Blotto on the Ballot: A Ballot Stuffing Blotto Game
Harsh Shah, Jayakrishnan Nair, D Manjunath, Narayan Mandayam
TL;DR
The paper tackles a zero-sum resource-allocation problem where a contestant may stuff ballots across $J$ stations, incurring convex costs $g_j(z_j)$ and facing $K$ inspectors deployed by an election-oversight agent. It models the Ballot Stuffing Game $\mathcal{B}(g,G,K)$, analyzes a Stackelberg variant to derive a unique stuffing vector $z^*$ with a structured partition of battlefields and a key structure slope $\theta_z$, and then characterizes a Nash equilibrium via a mixed defender strategy $q^*$ supported on $K$-subsets of the critical set $A_{z^*}$. The paper also provides an efficient convex-optimization-based algorithm to compute $z^*$ and extends the approach to a parliamentary setting through a Gaussian-tail approximation, yielding practical insights for security and auditing in plebiscite-like and parliamentary contexts.

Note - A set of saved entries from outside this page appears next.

use chrono::NaiveDate;
use std::env;
use thiserror::Error;

#[derive(Debug, Error, PartialEq)]
pub enum ConfigError {
    #[error("{0} must be set")]
    Missing(&'static str),
    #[error("{key} has an invalid value: {value}")]
    Invalid { key: &'static str, value: String },
}

/// Day of the year (month, day) without a year attached.
#[derive(Debug, Clone, Copy, PartialEq, Eq)]
pub struct MonthDay {
    pub month: u32,
    pub day: u32,
}

impl MonthDay {
    /// Parses `MM-DD`. The 29th of February is rejected since it does not exist every year.
    pub fn parse(value: &str) -> Option<Self> {
        let (month, day) = value.trim().split_once('-')?;
        let month: u32 = month.parse().ok()?;
        let day: u32 = day.parse().ok()?;
        // 2023 is not a leap year, so Feb 29 fails here.
        NaiveDate::from_ymd_opt(2023, month, day)?;
        Some(Self { month, day })
    }

    pub fn in_year(&self, year: i32) -> NaiveDate {
        NaiveDate::from_ymd_opt(year, self.month, self.day)
            .unwrap_or_else(|| NaiveDate::from_ymd_opt(year, 12, 31).unwrap_or(NaiveDate::MIN))
    }
}

/// Excel column names used by the salary import.
#[derive(Debug, Clone, Default, PartialEq)]
pub struct SalaryImportColumns {
    pub staff_number: Option<String>,
    pub salary: Option<String>,
    pub remark: Option<String>,
}

#[derive(Clone, Debug)]
pub struct Config {
    pub database_url: String,
    pub jwt_secret: String,
    pub server_addr: String,
    pub access_token_ttl: usize,
    pub refresh_token_ttl: usize,

    // Rate limiting
    pub rate_login_per_min: u32,
    pub rate_refresh_per_min: u32,
    pub rate_protected_per_min: u32,

    pub api_prefix: String,
    pub log_dir: String,

    /// Receives approved leave applications.
    pub hr_email: Option<String>,
    /// Carried-over vacation days expire after this day.
    pub carry_over_end: MonthDay,
    pub extra_holidays: Vec<MonthDay>,
    pub salary_import: SalaryImportColumns,
}

impl Config {
    pub fn from_env() -> Result<Self, ConfigError> {
        dotenvy::dotenv().ok();
        Self::from_lookup(|key| env::var(key).ok())
    }

    pub fn from_lookup<F>(lookup: F) -> Result<Self, ConfigError>
    where
        F: Fn(&str) -> Option<String>,
    {
        let required = |key: &'static str| lookup(key).ok_or(ConfigError::Missing(key));
        let optional = |key: &str| lookup(key).filter(|v| !v.trim().is_empty());

        Ok(Self {
            server_addr: required("SERVER_ADDR")?,
            database_url: required("DATABASE_URL")?,
            jwt_secret: required("JWT_SECRET")?,
            access_token_ttl: parse_or(&lookup, "ACCESS_TOKEN_TTL", 900)?, // 15 min
            refresh_token_ttl: parse_or(&lookup, "REFRESH_TOKEN_TTL", 604_800)?, // 7 days

            rate_login_per_min: parse_or(&lookup, "RATE_LOGIN_PER_MIN", 60)?,
            rate_refresh_per_min: parse_or(&lookup, "RATE_REFRESH_PER_MIN", 30)?,
            rate_protected_per_min: parse_or(&lookup, "RATE_PROTECTED_PER_MIN", 1000)?,

            api_prefix: optional("API_PREFIX").unwrap_or_else(|| "/api".to_string()),
            log_dir: optional("LOG_DIR").unwrap_or_else(|| "logs".to_string()),

            hr_email: optional("HR_EMAIL"),
            carry_over_end: match optional("VACATION_CARRY_OVER_END") {
                Some(value) => MonthDay::parse(&value).ok_or(ConfigError::Invalid {
                    key: "VACATION_CARRY_OVER_END",
                    value,
                })?,
                None => MonthDay { month: 3, day: 31 },
            },
            extra_holidays: match optional("EXTRA_HOLIDAYS") {
                Some(value) => value
                    .split(',')
                    .filter(|part| !part.trim().is_empty())
                    .map(|part| {
                        MonthDay::parse(part).ok_or_else(|| ConfigError::Invalid {
                            key: "EXTRA_HOLIDAYS",
                            value: part.trim().to_string(),
                        })
                    })
                    .collect::<Result<_, _>>()?,
                None => Vec::new(),
            },
            salary_import: SalaryImportColumns {
                staff_number: optional("SALARY_IMPORT_STAFFNR_COLUMN"),
                salary: optional("SALARY_IMPORT_SALARY_COLUMN"),
                remark: optional("SALARY_IMPORT_REMARK_COLUMN"),
            },
        })
    }
}

fn parse_or<F, T>(lookup: &F, key: &'static str, default: T) -> Result<T, ConfigError>
where
    F: Fn(&str) -> Option<String>,
    T: std::str::FromStr,
{
    match lookup(key) {
        Some(value) => value
            .trim()
            .parse()
            .map_err(|_| ConfigError::Invalid { key, value }),
        None => Ok(default),
    }
}

#[cfg(test)]
mod tests {
    use super::*;
    use std::collections::HashMap;

    fn lookup(pairs: &[(&str, &str)]) -> impl Fn(&str) -> Option<String> {
        let map: HashMap<String, String> = pairs
            .iter()
            .map(|(k, v)| (k.to_string(), v.to_string()))
            .collect();
        move |key| map.get(key).cloned()
    }

    const BASE: [(&str, &str); 3] = [
        ("SERVER_ADDR", "127.0.0.1:8080"),
        ("DATABASE_URL", "mysql://localhost/staffdesk"),
        ("JWT_SECRET", "secret"),
    ];

    #[test]
    fn defaults_apply_when_optional_keys_are_absent() {
        let config = Config::from_lookup(lookup(&BASE)).unwrap();
        assert_eq!(config.access_token_ttl, 900);
        assert_eq!(config.api_prefix, "/api");
        assert_eq!(config.carry_over_end, MonthDay { month: 3, day: 31 });
        assert!(config.hr_email.is_none());
        assert_eq!(config.salary_import, SalaryImportColumns::default());
    }

    #[test]
    fn missing_required_key_is_reported() {
        let err = Config::from_lookup(lookup(&BASE[..2])).unwrap_err();
        assert_eq!(err, ConfigError::Missing("JWT_SECRET"));
    }

    #[test]
    fn invalid_numbers_are_errors_not_panics() {
        let mut pairs = BASE.to_vec();
        pairs.push(("ACCESS_TOKEN_TTL", "soon"));
        let err = Config::from_lookup(lookup(&pairs)).unwrap_err();
        assert!(matches!(err, ConfigError::Invalid { key: "ACCESS_TOKEN_TTL", .. }));
    }

    #[test]
    fn vacation_and_import_settings_are_read() {
        let mut pairs = BASE.to_vec();
        pairs.extend([
            ("VACATION_CARRY_OVER_END", "04-30"),
            ("EXTRA_HOLIDAYS", "11-01, 08-15"),
            ("HR_EMAIL", "hr@example.com"),
            ("SALARY_IMPORT_STAFFNR_COLUMN", "Personalnummer"),
            ("SALARY_IMPORT_SALARY_COLUMN", "Brutto"),
        ]);
        let config = Config::from_lookup(lookup(&pairs)).unwrap();
        assert_eq!(config.carry_over_end, MonthDay { month: 4, day: 30 });
        assert_eq!(
            config.extra_holidays,
            vec![MonthDay { month: 11, day: 1 }, MonthDay { month: 8, day: 15 }]
        );
        assert_eq!(config.hr_email.as_deref(), Some("hr@example.com"));
        assert_eq!(config.salary_import.staff_number.as_deref(), Some("Personalnummer"));
        assert!(config.salary_import.remark.is_none());
    }

    #[test]
    fn month_day_rejects_impossible_dates() {
        assert!(MonthDay::parse("02-30").is_none());
        assert!(MonthDay::parse("13-01").is_none());
        assert!(MonthDay::parse("0331").is_none());
        assert_eq!(
            MonthDay::parse("03-31").unwrap().in_year(2026),
            NaiveDate::from_ymd_opt(2026, 3, 31).unwrap()
        );
    }
}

The results illuminate how inspector deployment reshapes optimal stuffing and offer scalable methods for computing equilibria in multi-battlefield elections with adversarial stuffing dynamics.
Abstract
We consider the following Colonel Blotto game between parties $P_1$ and $P_A.$ $P_1$ deploys a non negative number of troops across $J$ battlefields, while $P_A$ chooses $K,$ $K < J,$ battlefields to remove all of $P_1$'s troops from the chosen battlefields. $P_1$ has the objective of maximizing the number of surviving troops while $P_A$ wants to minimize it. Drawing an analogy with ballot stuffing by a party contesting an election and the countermeasures by the Election Commission to negate that, we call this the Ballot Stuffing Game. For this zero-sum resource allocation game, we obtain the set of Nash equilibria as a solution to a convex combinatorial optimization problem. We analyze this optimization problem and obtain insights into the several non trivial features of the equilibrium behavior. These features in turn allows to describe the structure of the solutions and efficient algorithms to obtain then. The model is described as ballot stuffing game in a plebiscite but has applications in security and auditing games. The results are extended to a parliamentary election model. Numerical examples illustrate applications of the game.